The issues are different in Tuolumne County, where supervisors are scheduled to vote on a big-box ordinance this month. The law would prohibit any retail store larger than 60,000 square feet and would require a conditional use permit for any store larger than 25,000 square feet — the sort of restrictions that slow-growth cities such as Davis have had for years. In Tuolumne County, a 120,000-square foot Home Depot proposed for a prominent hillside outside Sonora drove the debate, explained Tuolumne County Community Development Director Bev Shane. Essentially, the store would have been an unwanted entrance feature for the community.
"Visual quality is the primary issue," said Shane. Gold Country visitors do not want to be confronted with the same type of development they see at home. "Tourism is a lot bigger business than our retail sales are. We have a $230 million tourism industry," Shane said.

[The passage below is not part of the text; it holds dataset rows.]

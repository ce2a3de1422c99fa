//! Fetch coordination: the loading state machine and the request/response protocol.
//!
//! # Modules
//!
//! - [`coordinator`]: [`FetchCoordinator`], [`LoadingState`], and load tickets
//! - [`messages`]: [`FetchRequest`] / [`FetchResponse`] with trace propagation
//! - [`dispatch`](mod@dispatch): Executes a request against a remote source

pub mod coordinator;
pub mod dispatch;
pub mod messages;

pub use coordinator::{FetchCoordinator, LoadTicket, LoadingState, LOAD_ERROR_MESSAGE};
pub use dispatch::dispatch;
pub use messages::{FetchRequest, FetchResponse, TraceContext};
//! Filesystem locations for skatemap state.

use std::path::PathBuf;

/// Environment variable overriding the data directory.
pub const DATA_DIR_ENV: &str = "SKATEMAP_DATA_DIR";

/// Returns the directory holding trace output.
///
/// Resolution order:
/// 1. `$SKATEMAP_DATA_DIR`
/// 2. `$XDG_DATA_HOME/skatemap`
/// 3. `$HOME/.local/share/skatemap`
/// 4. `skatemap` under the system temp directory
#[must_use]
pub fn data_dir() -> PathBuf {
    resolve_data_dir(
        std::env::var_os(DATA_DIR_ENV).map(PathBuf::from),
        std::env::var_os("XDG_DATA_HOME").map(PathBuf::from),
        std::env::var_os("HOME").map(PathBuf::from),
    )
}

fn resolve_data_dir(explicit: Option<PathBuf>, xdg: Option<PathBuf>, home: Option<PathBuf>) -> PathBuf {
    if let Some(dir) = explicit.filter(|p| !p.as_os_str().is_empty()) {
        return dir;
    }
    if let Some(xdg) = xdg.filter(|p| p.is_absolute()) {
        return xdg.join("skatemap");
    }
    home.map_or_else(
        || std::env::temp_dir().join("skatemap"),
        |home| home.join(".local").join("share").join("skatemap"),
    )
}

/// Expands a leading `~` to the user's home directory.
///
/// # Examples
///
/// ```
/// use skatemap::infrastructure::expand_tilde;
///
/// assert_eq!(expand_tilde("/etc/skatemap.toml"), std::path::PathBuf::from("/etc/skatemap.toml"));
/// ```
#[must_use]
pub fn expand_tilde(path: &str) -> PathBuf {
    let home = std::env::var_os("HOME").map(PathBuf::from);
    match (path.strip_prefix('~'), home) {
        (Some(""), Some(home)) => home,
        (Some(rest), Some(home)) if rest.starts_with('/') => home.join(&rest[1..]),
        _ => PathBuf::from(path),
    }
}

#[cfg(test)]
mod tests {
    use super::*;

    #[test]
    fn explicit_directory_wins() {
        let dir = resolve_data_dir(
            Some(PathBuf::from("/srv/skatemap")),
            Some(PathBuf::from("/xdg")),
            Some(PathBuf::from("/home/rider")),
        );
        assert_eq!(dir, PathBuf::from("/srv/skatemap"));
    }

    #[test]
    fn falls_back_to_home_share() {
        let dir = resolve_data_dir(None, None, Some(PathBuf::from("/home/rider")));
        assert_eq!(dir, PathBuf::from("/home/rider/.local/share/skatemap"));
    }

    #[test]
    fn relative_xdg_is_ignored() {
        let dir = resolve_data_dir(None, Some(PathBuf::from("relative")), Some(PathBuf::from("/home/rider")));
        assert_eq!(dir, PathBuf::from("/home/rider/.local/share/skatemap"));
    }
}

Of course, big boxes and even Wal-Mart supercenters are not meeting resistance everywhere in the state. Wal-Mart’s first California supercenters are scheduled to open this spring in LaQuinta and Palm Springs. During the last six months, supercenters won fairly easy City Council approval in the far northern cities of Redding, Anderson and Red Bluff. Labor union-backed groups have since filed CEQA lawsuits over the Redding and Anderson projects.
Wal-Mart is not shy about presenting its case directly to voters. Wal-Mart backed organizers have forced the March 2 referendum on a Contra Costa County ordinance that prohibits stores larger than 90,000 square feet from devoting more than 5% of space to nontaxable items. Wal-Mart has already said it is willing to spend $1 million on the campaign.
In Inglewood, voters this March will face conflicting ballot measures — one that would bar supercenters and one that directs city officials to approve a proposed supercenter without environmental review.